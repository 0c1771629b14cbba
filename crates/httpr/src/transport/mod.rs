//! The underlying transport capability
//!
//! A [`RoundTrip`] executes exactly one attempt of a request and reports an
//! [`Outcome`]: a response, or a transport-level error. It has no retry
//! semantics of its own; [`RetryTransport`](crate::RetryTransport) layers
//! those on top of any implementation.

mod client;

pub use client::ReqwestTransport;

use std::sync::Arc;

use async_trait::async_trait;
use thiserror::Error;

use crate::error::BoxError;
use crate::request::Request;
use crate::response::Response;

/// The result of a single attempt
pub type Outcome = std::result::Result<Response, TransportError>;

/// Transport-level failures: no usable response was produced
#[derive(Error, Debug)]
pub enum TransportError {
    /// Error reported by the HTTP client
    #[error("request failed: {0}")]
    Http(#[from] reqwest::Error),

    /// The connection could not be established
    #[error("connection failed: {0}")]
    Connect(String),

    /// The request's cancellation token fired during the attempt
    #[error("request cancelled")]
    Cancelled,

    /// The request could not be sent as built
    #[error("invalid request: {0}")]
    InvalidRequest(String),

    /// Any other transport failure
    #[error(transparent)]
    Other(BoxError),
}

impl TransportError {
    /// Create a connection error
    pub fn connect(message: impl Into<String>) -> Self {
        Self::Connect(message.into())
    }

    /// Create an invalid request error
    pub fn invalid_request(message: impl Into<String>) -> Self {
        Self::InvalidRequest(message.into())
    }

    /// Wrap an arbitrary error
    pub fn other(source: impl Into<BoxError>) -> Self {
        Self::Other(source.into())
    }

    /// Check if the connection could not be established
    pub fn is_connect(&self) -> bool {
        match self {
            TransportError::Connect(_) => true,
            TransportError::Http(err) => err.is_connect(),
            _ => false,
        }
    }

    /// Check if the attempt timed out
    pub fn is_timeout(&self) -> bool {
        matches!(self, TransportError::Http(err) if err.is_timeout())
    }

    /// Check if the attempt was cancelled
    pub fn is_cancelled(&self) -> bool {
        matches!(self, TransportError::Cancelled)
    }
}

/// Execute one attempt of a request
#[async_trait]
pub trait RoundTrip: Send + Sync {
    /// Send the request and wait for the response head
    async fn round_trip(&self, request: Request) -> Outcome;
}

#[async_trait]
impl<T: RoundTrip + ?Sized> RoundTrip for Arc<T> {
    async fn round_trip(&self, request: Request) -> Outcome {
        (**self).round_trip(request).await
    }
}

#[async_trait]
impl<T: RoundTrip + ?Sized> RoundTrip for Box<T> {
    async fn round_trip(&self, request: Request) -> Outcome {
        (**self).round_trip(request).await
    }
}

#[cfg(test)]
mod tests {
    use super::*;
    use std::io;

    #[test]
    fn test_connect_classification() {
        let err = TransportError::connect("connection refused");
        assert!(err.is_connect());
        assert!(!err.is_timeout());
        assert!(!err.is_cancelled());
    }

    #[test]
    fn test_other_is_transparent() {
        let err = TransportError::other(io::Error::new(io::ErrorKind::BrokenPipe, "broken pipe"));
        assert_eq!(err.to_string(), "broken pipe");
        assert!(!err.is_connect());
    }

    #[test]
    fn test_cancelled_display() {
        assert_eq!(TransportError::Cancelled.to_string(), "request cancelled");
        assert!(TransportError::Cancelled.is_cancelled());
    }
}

▶ **ASSIGNMENT**
Return the entries above in full and exactly as written.

▶ **RESULT BELOW**
repository 0c1771629b14cbba
filename crates/httpr/src/transport/mod.rs
//! The underlying transport capability
//!
//! A [`RoundTrip`] executes exactly one attempt of a request and reports an
//! [`Outcome`]: a response, or a transport-level error. It has no retry
//! semantics of its own; [`RetryTransport`](crate::RetryTransport) layers
//! those on top of any implementation.

mod client;

pub use client::ReqwestTransport;

use std::sync::Arc;

use async_trait::async_trait;
use thiserror::Error;

use crate::error::BoxError;
use crate::request::Request;
use crate::response::Response;

/// The result of a single attempt
pub type Outcome = std::result::Result<Response, TransportError>;

/// Transport-level failures: no usable response was produced
#[derive(Error, Debug)]
pub enum TransportError {
    /// Error reported by the HTTP client
    #[error("request failed: {0}")]
    Http(#[from] reqwest::Error),

    /// The connection could not be established
    #[error("connection failed: {0}")]
    Connect(String),

    /// The request's cancellation token fired during the attempt
    #[error("request cancelled")]
    Cancelled,

    /// The request could not be sent as built
    #[error("invalid request: {0}")]
    InvalidRequest(String),

    /// Any other transport failure
    #[error(transparent)]
    Other(BoxError),
}

impl TransportError {
    /// Create a connection error
    pub fn connect(message: impl Into<String>) -> Self {
        Self::Connect(message.into())
    }

    /// Create an invalid request error
    pub fn invalid_request(message: impl Into<String>) -> Self {
        Self::InvalidRequest(message.into())
    }

    /// Wrap an arbitrary error
    pub fn other(source: impl Into<BoxError>) -> Self {
        Self::Other(source.into())
    }

    /// Check if the connection could not be established
    pub fn is_connect(&self) -> bool {
        match self {
            TransportError::Connect(_) => true,
            TransportError::Http(err) => err.is_connect(),
            _ => false,
        }
    }

    /// Check if the attempt timed out
    pub fn is_timeout(&self) -> bool {
        matches!(self, TransportError::Http(err) if err.is_timeout())
    }

    /// Check if the attempt was cancelled
    pub fn is_cancelled(&self) -> bool {
        matches!(self, TransportError::Cancelled)
    }
}

/// Execute one attempt of a request
#[async_trait]
pub trait RoundTrip: Send + Sync {
    /// Send the request and wait for the response head
    async fn round_trip(&self, request: Request) -> Outcome;
}

#[async_trait]
impl<T: RoundTrip + ?Sized> RoundTrip for Arc<T> {
    async fn round_trip(&self, request: Request) -> Outcome {
        (**self).round_trip(request).await
    }
}

#[async_trait]
impl<T: RoundTrip + ?Sized> RoundTrip for Box<T> {
    async fn round_trip(&self, request: Request) -> Outcome {
        (**self).round_trip(request).await
    }
}

#[cfg(test)]
mod tests {
    use super::*;
    use std::io;

    #[test]
    fn test_connect_classification() {
        let err = TransportError::connect("connection refused");
        assert!(err.is_connect());
        assert!(!err.is_timeout());
        assert!(!err.is_cancelled());
    }

    #[test]
    fn test_other_is_transparent() {
        let err = TransportError::other(io::Error::new(io::ErrorKind::BrokenPipe, "broken pipe"));
        assert_eq!(err.to_string(), "broken pipe");
        assert!(!err.is_connect());
    }

    #[test]
    fn test_cancelled_display() {
        assert_eq!(TransportError::Cancelled.to_string(), "request cancelled");
        assert!(TransportError::Cancelled.is_cancelled());
    }
}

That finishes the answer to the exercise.